Emmelia Snook

Personal information
- Nationality: Australian
- Born: 4 October 1973 (age 52) Perth, Western Australia

Sport
- Country: Australia
- Sport: Rowing
- Club: University of WA Drummoyne Rowing Club UTS Haberfield Rowing Club

Achievements and titles
- Olympic finals: Coxless four Barcelona 1992
- National finals: Nell Slatter Trophy 1993-95

= Emmy Snook =

Australian rower

Emmelia Anne Snook (born 4 October 1973) is an Australian former representative rower. In a short six year career at the elite level, Snook was a twelve-time national champion, represented four times at World Rowing Championships and competed in the women's coxless four event at the 1992 Summer Olympics.

==Family==
Snook is the third child of Ronald Arnott Snook of Cunderdin and Noreen Lesley Glasson of Kalgoorlie. She is the younger sister of Ronald Snook who was also an Australian representative rower and who was competing at the elite level during and after Emmy's key competitive years.

==Club and state rowing==
A Western Australian, Snook's early senior rowing was from the University of Western Australia. Her talents were spotted early and in 1990 she was selected into the then nascent Australian Institute of Sport rowing program when she was still seventeen. In her AIS sculling years in Sydney from 1993 to 1995 she rowed from the Drummoyne Rowing Club under Paul Rowe and then from the UTS Haberfield Rowing Club under Ellen Randell.

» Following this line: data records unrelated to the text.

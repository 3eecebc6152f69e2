//! Inclusive calendar date bounds for price queries.

use crate::domain::error::RiskError;
use chrono::NaiveDate;

pub const DATE_FORMAT: &str = "%Y-%m-%d";

pub fn parse_date(input: &str) -> Result<NaiveDate, RiskError> {
    NaiveDate::parse_from_str(input.trim(), DATE_FORMAT).map_err(|_| {
        RiskError::invalid_parameter(
            "date",
            format!("invalid date format: {input}. Use YYYY-MM-DD"),
        )
    })
}

/// Optional inclusive bounds; an open side is unbounded.
#[derive(Debug, Clone, Copy, PartialEq, Eq, Default)]
pub struct DateRange {
    pub start: Option<NaiveDate>,
    pub end: Option<NaiveDate>,
}

impl DateRange {
    pub fn new(start: Option<NaiveDate>, end: Option<NaiveDate>) -> Result<Self, RiskError> {
        if let (Some(s), Some(e)) = (start, end) {
            if s > e {
                return Err(RiskError::invalid_parameter(
                    "date_range",
                    format!("start {s} is after end {e}"),
                ));
            }
        }
        Ok(Self { start, end })
    }

    pub fn unbounded() -> Self {
        Self::default()
    }

    pub fn parse(start: Option<&str>, end: Option<&str>) -> Result<Self, RiskError> {
        let start = start.map(parse_date).transpose()?;
        let end = end.map(parse_date).transpose()?;
        Self::new(start, end)
    }

    pub fn contains(&self, date: NaiveDate) -> bool {
        self.start.is_none_or(|s| date >= s) && self.end.is_none_or(|e| date <= e)
    }
}

#[cfg(test)]
mod tests {
    use super::*;

    fn d(s: &str) -> NaiveDate {
        parse_date(s).unwrap()
    }

    #[test]
    fn parses_iso_dates() {
        assert_eq!(d("2024-02-29"), NaiveDate::from_ymd_opt(2024, 2, 29).unwrap());
        assert!(matches!(
            parse_date("2024/01/01"),
            Err(RiskError::InvalidParameter { .. })
        ));
        assert!(parse_date("2023-02-29").is_err());
    }

    #[test]
    fn bounds_are_inclusive() {
        let range = DateRange::parse(Some("2024-01-02"), Some("2024-01-04")).unwrap();
        assert!(!range.contains(d("2024-01-01")));
        assert!(range.contains(d("2024-01-02")));
        assert!(range.contains(d("2024-01-04")));
        assert!(!range.contains(d("2024-01-05")));
    }

    #[test]
    fn open_sides_are_unbounded() {
        let range = DateRange::parse(None, Some("2024-01-04")).unwrap();
        assert!(range.contains(d("1990-01-01")));
        assert!(DateRange::unbounded().contains(d("2100-12-31")));
    }

    #[test]
    fn reversed_bounds_are_invalid() {
        assert!(DateRange::parse(Some("2024-02-01"), Some("2024-01-01")).is_err());
    }
}
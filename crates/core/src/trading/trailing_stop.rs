//! Trailing stop tracking.
//!
//! A long position trails its stop below the highest price seen since entry;
//! a short trails above the lowest. The stop only ever tightens.

use daytrader_market_data::OrderSide;
use rust_decimal::Decimal;
use serde::Serialize;

#[derive(Debug, Clone, PartialEq, Serialize)]
#[serde(rename_all = "camelCase")]
pub struct TrailingStop {
    pub order_id: i64,
    /// Broker id of the stop leg that gets modified
    pub stop_order_id: Option<i64>,
    pub symbol: String,
    pub side: OrderSide,
    pub entry_price: Decimal,
    pub stop_price: Decimal,
    pub trailing_percent: Decimal,
    /// Highest price for a long, lowest for a short
    pub best_price: Decimal,
}

/// A stop that moved.
#[derive(Debug, Clone, PartialEq, Serialize)]
#[serde(rename_all = "camelCase")]
pub struct StopUpdate {
    pub order_id: i64,
    pub symbol: String,
    pub new_stop: Decimal,
    pub best_price: Decimal,
    /// Percent of the entry price locked in by the new stop
    pub profit_locked_percent: Decimal,
}

impl TrailingStop {
    pub fn new(
        order_id: i64,
        symbol: &str,
        side: OrderSide,
        entry_price: Decimal,
        initial_stop: Decimal,
        trailing_percent: Decimal,
    ) -> Self {
        Self {
            order_id,
            stop_order_id: None,
            symbol: symbol.to_string(),
            side,
            entry_price,
            stop_price: initial_stop,
            trailing_percent,
            best_price: entry_price,
        }
    }

    /// Feed the latest price. Returns the update when the stop moved.
    pub fn observe(&mut self, price: Decimal) -> Option<StopUpdate> {
        if self.trailing_percent <= Decimal::ZERO || price <= Decimal::ZERO {
            return None;
        }
        let distance = self.trailing_percent / Decimal::ONE_HUNDRED;

        let candidate = match self.side {
            OrderSide::Buy if price > self.best_price => {
                self.best_price = price;
                let stop = (price * (Decimal::ONE - distance)).round_dp(2);
                (stop > self.stop_price).then_some(stop)
            }
            OrderSide::Sell if price < self.best_price => {
                self.best_price = price;
                let stop = (price * (Decimal::ONE + distance)).round_dp(2);
                (stop < self.stop_price || self.stop_price.is_zero()).then_some(stop)
            }
            _ => None,
        }?;

        self.stop_price = candidate;
        Some(StopUpdate {
            order_id: self.order_id,
            symbol: self.symbol.clone(),
            new_stop: candidate,
            best_price: self.best_price,
            profit_locked_percent: self.profit_locked_percent(),
        })
    }

    fn profit_locked_percent(&self) -> Decimal {
        if self.entry_price <= Decimal::ZERO {
            return Decimal::ZERO;
        }
        let gain = match self.side {
            OrderSide::Buy => self.stop_price - self.entry_price,
            OrderSide::Sell => self.entry_price - self.stop_price,
        };
        (gain / self.entry_price * Decimal::ONE_HUNDRED).round_dp(2)
    }
}
//! Shared fakes for the integration tests.

#![allow(dead_code)]

use std::collections::VecDeque;
use std::sync::atomic::{AtomicUsize, Ordering};
use std::sync::{Arc, Mutex};
use std::time::Duration;

use chrono::{DateTime, TimeZone, Utc};
use daytrader_market_data::broker::{
    BracketOrder, BrokerBar, BrokerGateway, BrokerPosition, BrokerSettings, BrokerTick, Contract,
    GatewayError, HistoryRequest, OrderAck,
};
use daytrader_market_data::provider::synthetic::synthesize_candles;
use daytrader_market_data::{
    MarketDataError, MarketDataProvider, ProviderId, ProviderPolicy, Quote, Timeframe,
};
use rand::rngs::StdRng;
use rand::SeedableRng;
use rust_decimal::Decimal;
use rust_decimal_macros::dec;

/// Tuesday 2024-07-09 11:00 Eastern.
pub fn market_open() -> DateTime<Utc> {
    Utc.with_ymd_and_hms(2024, 7, 9, 15, 0, 0).unwrap()
}

// =============================================================================
// Providers
// =============================================================================

pub enum Behavior {
    Healthy { price: Decimal, synthetic: bool },
    Fail(fn(&'static str) -> MarketDataError),
}

/// Provider double that counts its calls.
pub struct FakeProvider {
    pub id: &'static str,
    pub policy: ProviderPolicy,
    pub behavior: Mutex<Behavior>,
    calls: AtomicUsize,
}

impl FakeProvider {
    pub fn healthy(id: &'static str) -> Arc<Self> {
        Self::build(
            id,
            ProviderPolicy::unlimited(),
            Behavior::Healthy {
                price: dec!(5.00),
                synthetic: false,
            },
        )
    }

    pub fn synthetic(id: &'static str, price: Decimal) -> Arc<Self> {
        Self::build(
            id,
            ProviderPolicy::unlimited(),
            Behavior::Healthy {
                price,
                synthetic: true,
            },
        )
    }

    pub fn failing(id: &'static str, fail: fn(&'static str) -> MarketDataError) -> Arc<Self> {
        Self::build(id, ProviderPolicy::unlimited(), Behavior::Fail(fail))
    }

    pub fn build(id: &'static str, policy: ProviderPolicy, behavior: Behavior) -> Arc<Self> {
        Arc::new(Self {
            id,
            policy,
            behavior: Mutex::new(behavior),
            calls: AtomicUsize::new(0),
        })
    }

    pub fn set_behavior(&self, behavior: Behavior) {
        *self.behavior.lock().unwrap() = behavior;
    }

    pub fn calls(&self) -> usize {
        self.calls.load(Ordering::SeqCst)
    }
}

impl MarketDataProvider for FakeProvider {
    fn id(&self) -> &'static str {
        self.id
    }

    fn policy(&self) -> ProviderPolicy {
        self.policy.clone()
    }

    fn fetch(&self, symbol: &str, timeframe: Timeframe) -> Result<Quote, MarketDataError> {
        self.calls.fetch_add(1, Ordering::SeqCst);
        let (price, synthetic) = match &*self.behavior.lock().unwrap() {
            Behavior::Fail(fail) => return Err(fail(self.id)),
            Behavior::Healthy { price, synthetic } => (*price, *synthetic),
        };

        let previous_close = (price * dec!(0.9)).round_dp(2);
        let candles = if synthetic {
            let mut rng = StdRng::seed_from_u64(3);
            synthesize_candles(previous_close, price, timeframe, market_open(), &mut rng)
        } else {
            Vec::new()
        };

        Ok(Quote {
            symbol: symbol.to_string(),
            price,
            previous_close,
            open: previous_close,
            day_high: price,
            day_low: previous_close,
            volume: 1_000_000,
            average_volume: 0,
            bid: None,
            ask: None,
            float_shares: None,
            candles,
            source: ProviderId::Borrowed(self.id),
            is_real_data: !synthetic,
        })
    }
}

pub fn unreachable(provider: &'static str) -> MarketDataError {
    MarketDataError::Unreachable {
        provider: provider.to_string(),
        message: "connection refused".to_string(),
    }
}

pub fn rate_limited(provider: &'static str) -> MarketDataError {
    MarketDataError::RateLimited {
        provider: provider.to_string(),
    }
}

pub fn quota_exhausted(provider: &'static str) -> MarketDataError {
    MarketDataError::QuotaExhausted {
        provider: provider.to_string(),
    }
}

// =============================================================================
// Brokerage gateway
// =============================================================================

/// What the fake gateway saw and how it answers. Shared with the test after
/// the gateway itself has been boxed into a supervisor.
#[derive(Default)]
pub struct GatewayScript {
    /// Answers for successive connect attempts; `Ok` once drained.
    pub connect_results: VecDeque<Result<(), GatewayError>>,
    pub connect_attempts: Vec<u32>,
    pub connected: bool,
    pub bars: Vec<BrokerBar>,
    pub tick: Option<BrokerTick>,
    /// Drop the session when the next request arrives.
    pub drop_on_request: bool,
    pub placed: Vec<BracketOrder>,
    pub stop_moves: Vec<(i64, Decimal)>,
    pub positions: Vec<BrokerPosition>,
    pub connect_delay: Duration,
    /// Teardowns requested by the supervisor
    pub disconnects: u32,
}

pub struct FakeGateway {
    pub script: Arc<Mutex<GatewayScript>>,
}

impl FakeGateway {
    pub fn new() -> (Box<dyn BrokerGateway>, Arc<Mutex<GatewayScript>>) {
        let script = Arc::new(Mutex::new(GatewayScript::default()));
        (
            Box::new(Self {
                script: Arc::clone(&script),
            }),
            script,
        )
    }
}

impl BrokerGateway for FakeGateway {
    fn connect(&mut self, _host: &str, _port: u16, client_id: u32) -> Result<(), GatewayError> {
        let delay = {
            let mut script = self.script.lock().unwrap();
            script.connect_attempts.push(client_id);
            script.connect_delay
        };
        if !delay.is_zero() {
            std::thread::sleep(delay);
        }
        let mut script = self.script.lock().unwrap();
        let result = match script.connect_results.pop_front() {
            Some(Err(GatewayError::ClientIdInUse(_))) => Err(GatewayError::ClientIdInUse(client_id)),
            Some(other) => other,
            None => Ok(()),
        };
        script.connected = result.is_ok();
        result
    }

    fn is_connected(&self) -> bool {
        self.script.lock().unwrap().connected
    }

    fn disconnect(&mut self) {
        let mut script = self.script.lock().unwrap();
        script.connected = false;
        script.disconnects += 1;
    }

    fn request_history(
        &mut self,
        _contract: &Contract,
        _request: &HistoryRequest,
    ) -> Result<Vec<BrokerBar>, GatewayError> {
        let mut script = self.script.lock().unwrap();
        if script.drop_on_request {
            script.connected = false;
            return Err(GatewayError::NotConnected);
        }
        Ok(script.bars.clone())
    }

    fn request_quote(&mut self, _contract: &Contract) -> Result<Option<BrokerTick>, GatewayError> {
        Ok(self.script.lock().unwrap().tick.clone())
    }

    fn place_bracket(&mut self, order: &BracketOrder) -> Result<OrderAck, GatewayError> {
        let mut script = self.script.lock().unwrap();
        script.placed.push(order.clone());
        let order_id = script.placed.len() as i64 * 10;
        Ok(OrderAck {
            order_id,
            stop_order_id: Some(order_id + 2),
            status: "Submitted".to_string(),
        })
    }

    fn modify_stop(&mut self, order_id: i64, stop_price: Decimal) -> Result<(), GatewayError> {
        self.script
            .lock()
            .unwrap()
            .stop_moves
            .push((order_id, stop_price));
        Ok(())
    }

    fn open_positions(&mut self) -> Result<Vec<BrokerPosition>, GatewayError> {
        Ok(self.script.lock().unwrap().positions.clone())
    }
}

/// Settings with no sleeps between connect attempts.
pub fn fast_settings() -> BrokerSettings {
    BrokerSettings {
        retry_backoff: Duration::ZERO,
        retry_backoff_step: Duration::ZERO,
        liveness_interval: Duration::from_millis(10),
        ..BrokerSettings::default()
    }
}

pub fn conflict() -> Result<(), GatewayError> {
    Err(GatewayError::ClientIdInUse(0))
}

pub fn refused() -> Result<(), GatewayError> {
    Err(GatewayError::Refused("Connection refused (os error 111)".to_string()))
}
//! Time source used by budgets, lockouts and session classification.
//!
//! Everything that compares "now" against a stored timestamp goes through a
//! [`Clock`] so tests can move time forward without sleeping.

use std::sync::Mutex;

use chrono::{DateTime, Duration, Utc};
use log::warn;

/// Source of the current instant.
pub trait Clock: Send + Sync {
    fn now(&self) -> DateTime<Utc>;
}

/// Wall clock.
#[derive(Debug, Default, Clone, Copy)]
pub struct SystemClock;

impl Clock for SystemClock {
    fn now(&self) -> DateTime<Utc> {
        Utc::now()
    }
}

/// A clock that only moves when told to.
#[derive(Debug)]
pub struct ManualClock {
    now: Mutex<DateTime<Utc>>,
}

impl ManualClock {
    pub fn new(start: DateTime<Utc>) -> Self {
        Self {
            now: Mutex::new(start),
        }
    }

    pub fn advance(&self, by: Duration) {
        let mut now = self.lock();
        *now += by;
    }

    pub fn set(&self, to: DateTime<Utc>) {
        *self.lock() = to;
    }

    fn lock(&self) -> std::sync::MutexGuard<'_, DateTime<Utc>> {
        self.now.lock().unwrap_or_else(|poisoned| {
            warn!("Manual clock mutex was poisoned, recovering");
            poisoned.into_inner()
        })
    }
}

impl Clock for ManualClock {
    fn now(&self) -> DateTime<Utc> {
        *self.lock()
    }
}
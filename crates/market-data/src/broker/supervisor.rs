//! Owner of the single brokerage session.
//!
//! All transport access goes through one mutex: connect, reconnect, history
//! and quote requests, order placement. Concurrent callers queue on it; a
//! caller that was waiting while another thread connected finds the session
//! already live and skips the handshake.
//!
//! Client-id conflicts are resolved inline: each connect sequence keeps its
//! own set of tried ids, picks a fresh random id outside that set after every
//! conflict, and gives up after a bounded number of attempts. The id is only
//! committed once a connect succeeds.

use std::collections::BTreeSet;
use std::ops::RangeInclusive;
use std::sync::atomic::{AtomicBool, AtomicU32, Ordering};
use std::sync::{Arc, Mutex, MutexGuard};
use std::thread::{self, JoinHandle};
use std::time::Duration;

use log::{debug, error, info, warn};
use rand::Rng;
use serde::Serialize;

use super::gateway::{BrokerGateway, GatewayError};
use crate::errors::MarketDataError;

/// Valid client id space on the gateway.
pub const CLIENT_ID_RANGE: RangeInclusive<u32> = 1..=999;

/// Random picks tried before falling back to a sequential scan.
const RANDOM_PICK_TRIES: usize = 100;

#[derive(Debug, Clone, Copy, PartialEq, Eq, Serialize)]
#[serde(rename_all = "SCREAMING_SNAKE_CASE")]
pub enum ConnectionState {
    Disconnected,
    Connecting,
    Connected,
}

#[derive(Debug, Clone)]
pub struct BrokerSettings {
    pub host: String,
    pub port: u16,
    /// Initial client id; replaced after a conflict
    pub client_id: u32,
    pub max_connect_attempts: u32,
    /// Sleep before retry `n` is `retry_backoff + n * retry_backoff_step`
    pub retry_backoff: Duration,
    pub retry_backoff_step: Duration,
    pub liveness_interval: Duration,
}

impl Default for BrokerSettings {
    fn default() -> Self {
        Self {
            host: "127.0.0.1".to_string(),
            port: 7497,
            client_id: 1,
            max_connect_attempts: 15,
            retry_backoff: Duration::from_millis(500),
            retry_backoff_step: Duration::from_millis(100),
            liveness_interval: Duration::from_secs(30),
        }
    }
}

/// Pick a client id not in `tried`.
///
/// Random picks first; once those keep colliding, scan sequentially from a
/// random starting point. `None` when every id has been tried.
pub fn pick_client_id<R: Rng + ?Sized>(tried: &BTreeSet<u32>, rng: &mut R) -> Option<u32> {
    for _ in 0..RANDOM_PICK_TRIES {
        let candidate = rng.gen_range(CLIENT_ID_RANGE);
        if !tried.contains(&candidate) {
            return Some(candidate);
        }
    }

    let (lo, hi) = (*CLIENT_ID_RANGE.start(), *CLIENT_ID_RANGE.end());
    let span = hi - lo + 1;
    let offset = rng.gen_range(0..span);
    (0..span)
        .map(|i| lo + (offset + i) % span)
        .find(|id| !tried.contains(id))
}

pub struct ConnectionSupervisor {
    settings: BrokerSettings,
    session: Mutex<Box<dyn BrokerGateway>>,
    state: Mutex<ConnectionState>,
    client_id: AtomicU32,
    /// Set after the first successful connect; the liveness check leaves a session
    /// nobody has asked for alone.
    established: AtomicBool,
}

impl ConnectionSupervisor {
    pub fn new(settings: BrokerSettings, gateway: Box<dyn BrokerGateway>) -> Self {
        let client_id = settings.client_id;
        Self {
            settings,
            session: Mutex::new(gateway),
            state: Mutex::new(ConnectionState::Disconnected),
            client_id: AtomicU32::new(client_id),
            established: AtomicBool::new(false),
        }
    }

    pub fn settings(&self) -> &BrokerSettings {
        &self.settings
    }

    /// Client id of the last successful connect (or the configured one).
    pub fn client_id(&self) -> u32 {
        self.client_id.load(Ordering::SeqCst)
    }

    pub fn state(&self) -> ConnectionState {
        *self.lock_state()
    }

    /// Cheap check for whether the session was live at last contact.
    ///
    /// Callers must still be prepared for the next request to fail.
    pub fn is_usable(&self) -> bool {
        self.state() == ConnectionState::Connected
    }

    /// Ensure the session is connected. Returns the client id in use.
    pub fn connect(&self) -> Result<u32, MarketDataError> {
        let mut gateway = self.lock_session();
        self.connect_locked(&mut **gateway)
    }

    /// Run `request` on a connected session, connecting first if needed.
    pub fn with_session<T, F>(&self, request: F) -> Result<T, MarketDataError>
    where
        F: FnOnce(&mut dyn BrokerGateway) -> Result<T, GatewayError>,
    {
        let mut gateway = self.lock_session();
        self.connect_locked(&mut **gateway)?;
        match request(&mut **gateway) {
            Ok(value) => Ok(value),
            Err(GatewayError::NotConnected) => {
                warn!("Brokerage session dropped during request");
                gateway.disconnect();
                self.set_state(ConnectionState::Disconnected);
                Err(MarketDataError::ConnectionLost)
            }
            Err(e) => Err(MarketDataError::Gateway(e)),
        }
    }

    /// One liveness check. Reconnects once if the session dropped.
    pub fn check_liveness(&self) -> ConnectionState {
        let mut gateway = self.lock_session();
        if gateway.is_connected() {
            self.set_state(ConnectionState::Connected);
            return ConnectionState::Connected;
        }

        if self.state() == ConnectionState::Connected {
            warn!("Brokerage connection lost (client id {})", self.client_id());
            gateway.disconnect();
        }
        self.set_state(ConnectionState::Disconnected);

        if !self.established.load(Ordering::SeqCst) {
            debug!("Liveness check: no session established yet");
            return ConnectionState::Disconnected;
        }

        match self.connect_locked(&mut **gateway) {
            Ok(client_id) => {
                info!("Liveness check reconnected with client id {}", client_id);
                ConnectionState::Connected
            }
            Err(e) => {
                warn!("Liveness check reconnect failed: {}", e);
                ConnectionState::Disconnected
            }
        }
    }

    /// Start the background liveness thread.
    pub fn spawn_liveness_monitor(self: &Arc<Self>) -> std::io::Result<JoinHandle<()>> {
        let supervisor = Arc::clone(self);
        let interval = self.settings.liveness_interval;
        info!("Starting brokerage liveness monitor every {:?}", interval);
        thread::Builder::new()
            .name("broker-liveness".to_string())
            .spawn(move || loop {
                thread::sleep(interval);
                let state = supervisor.check_liveness();
                debug!("Liveness check: {:?}", state);
            })
    }

    fn connect_locked(&self, gateway: &mut dyn BrokerGateway) -> Result<u32, MarketDataError> {
        if gateway.is_connected() {
            self.set_state(ConnectionState::Connected);
            return Ok(self.client_id());
        }

        self.set_state(ConnectionState::Connecting);
        let settings = &self.settings;
        let mut rng = rand::thread_rng();
        let mut tried = BTreeSet::new();
        let mut candidate = self.client_id();

        for attempt in 0..settings.max_connect_attempts {
            tried.insert(candidate);
            debug!(
                "Connecting to {}:{} with client id {} (attempt {}/{})",
                settings.host,
                settings.port,
                candidate,
                attempt + 1,
                settings.max_connect_attempts
            );

            match gateway.connect(&settings.host, settings.port, candidate) {
                Ok(()) => {
                    self.client_id.store(candidate, Ordering::SeqCst);
                    self.established.store(true, Ordering::SeqCst);
                    self.set_state(ConnectionState::Connected);
                    info!(
                        "Connected to brokerage at {}:{} with client id {}",
                        settings.host, settings.port, candidate
                    );
                    return Ok(candidate);
                }
                Err(GatewayError::ClientIdInUse(_)) => {
                    warn!("Client id {} already in use", candidate);
                    if attempt + 1 >= settings.max_connect_attempts {
                        break;
                    }
                    match pick_client_id(&tried, &mut rng) {
                        Some(next) => candidate = next,
                        None => break,
                    }
                    let backoff = settings.retry_backoff + settings.retry_backoff_step * attempt;
                    if !backoff.is_zero() {
                        thread::sleep(backoff);
                    }
                }
                Err(e) => {
                    self.set_state(ConnectionState::Disconnected);
                    error!(
                        "Brokerage connect to {}:{} failed: {}",
                        settings.host, settings.port, e
                    );
                    return Err(MarketDataError::Unreachable {
                        provider: "BROKERAGE".to_string(),
                        message: e.to_string(),
                    });
                }
            }
        }

        self.set_state(ConnectionState::Disconnected);
        let attempts = tried.len() as u32;
        error!(
            "Brokerage connect gave up after {} client id conflicts",
            attempts
        );
        Err(MarketDataError::ClientIdsExhausted {
            attempts,
            tried: tried.into_iter().collect(),
        })
    }

    fn set_state(&self, next: ConnectionState) {
        let mut state = self.lock_state();
        if *state != next {
            debug!("Brokerage state {:?} -> {:?}", *state, next);
            *state = next;
        }
    }

    /// Lock the session mutex, recovering from poison if necessary.
    fn lock_session(&self) -> MutexGuard<'_, Box<dyn BrokerGateway>> {
        self.session.lock().unwrap_or_else(|poisoned| {
            warn!("Brokerage session mutex was poisoned, recovering");
            poisoned.into_inner()
        })
    }

    fn lock_state(&self) -> MutexGuard<'_, ConnectionState> {
        self.state.lock().unwrap_or_else(|poisoned| {
            warn!("Brokerage state mutex was poisoned, recovering");
            poisoned.into_inner()
        })
    }
}

#[cfg(test)]
mod tests {
    use super::*;
    use rand::rngs::StdRng;
    use rand::SeedableRng;

    #[test]
    fn test_pick_skips_tried_ids() {
        let mut rng = StdRng::seed_from_u64(7);
        let tried: BTreeSet<u32> = (1..=998).collect();
        // Only 999 remains
        assert_eq!(pick_client_id(&tried, &mut rng), Some(999));
    }

    #[test]
    fn test_pick_returns_none_when_space_exhausted() {
        let mut rng = StdRng::seed_from_u64(7);
        let tried: BTreeSet<u32> = CLIENT_ID_RANGE.collect();
        assert_eq!(pick_client_id(&tried, &mut rng), None);
    }

    #[test]
    fn test_pick_stays_in_range() {
        let mut rng = StdRng::seed_from_u64(42);
        let tried = BTreeSet::new();
        for _ in 0..500 {
            let id = pick_client_id(&tried, &mut rng).unwrap();
            assert!(CLIENT_ID_RANGE.contains(&id));
        }
    }
}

In 1990 in UWA colours but in AIS composite crews, Snook won U19 national titles in the coxless four and the pair at the Australian Rowing Championships. In 1991 in composite AIS crews she won the national title in the eight and took silver in the four. In 1992 in Drummoyne colours she won two silver medals at the Australian Championships in the coxless four and in the women's eight.

From 1993 to 1995 Snook won the senior women's single scull title at the Australian Rowing Championships. In 1993 & 1994 she also won the double scull national title with Jennifer Luff and in 1995 she won that title again, rowing with Bronwyn Roye.

Rowing Western Australia didn't select Snook into their state senior fours in 1991 or 1992 and being a New South Wales resident, Snook was selected in 1993 as the NSW entrant to contest the Nell Slatter Trophy for single sculls at the 1993 Interstate Regatta. She won that event and repeated the feat in 1994. She won the Nell Slatter Trophy for a third time in 1995 but this time finally representing her home state of Western Australia.

==International representative rowing==
Snook made her representative debut for Australia when selected in the junior women's eight to contest the 1990 World Junior Rowing Championships in Aiguebelette. They finished in fourth place. In 1991 she moved into the Australian women's senior squad and raced in both the coxless four and the women's eight at the 1991 World Rowing Championships in Vienna. Both crews finished their racing in the B finals.

For the 1992 Barcelona Olympics Australian selectors put a women's coxless four together with rowers from four different states. Snook secured the two seat. They had a disrupted preparation with Megan Still suffering a rib stress fracture although they raced well at the Olympic regatta. They placed 3rd in their heat, 2nd in the repechage and made the A final where they finished in 6th place.

By 1993 Snook had moved into the Australian women's sculling squad. She raced a single scull at both World Rowing Cups I and II that year and then was Australia's selected entrant in the single scull for the 1993 World Rowing Championships in Racice where she finished in overall tenth place. In 1995 Snook made her last Australian representative appearance when picked with Bronwyn Roye to race a double-scull at the
1995 World Rowing Championships in Finland. They finished sixth in the A final.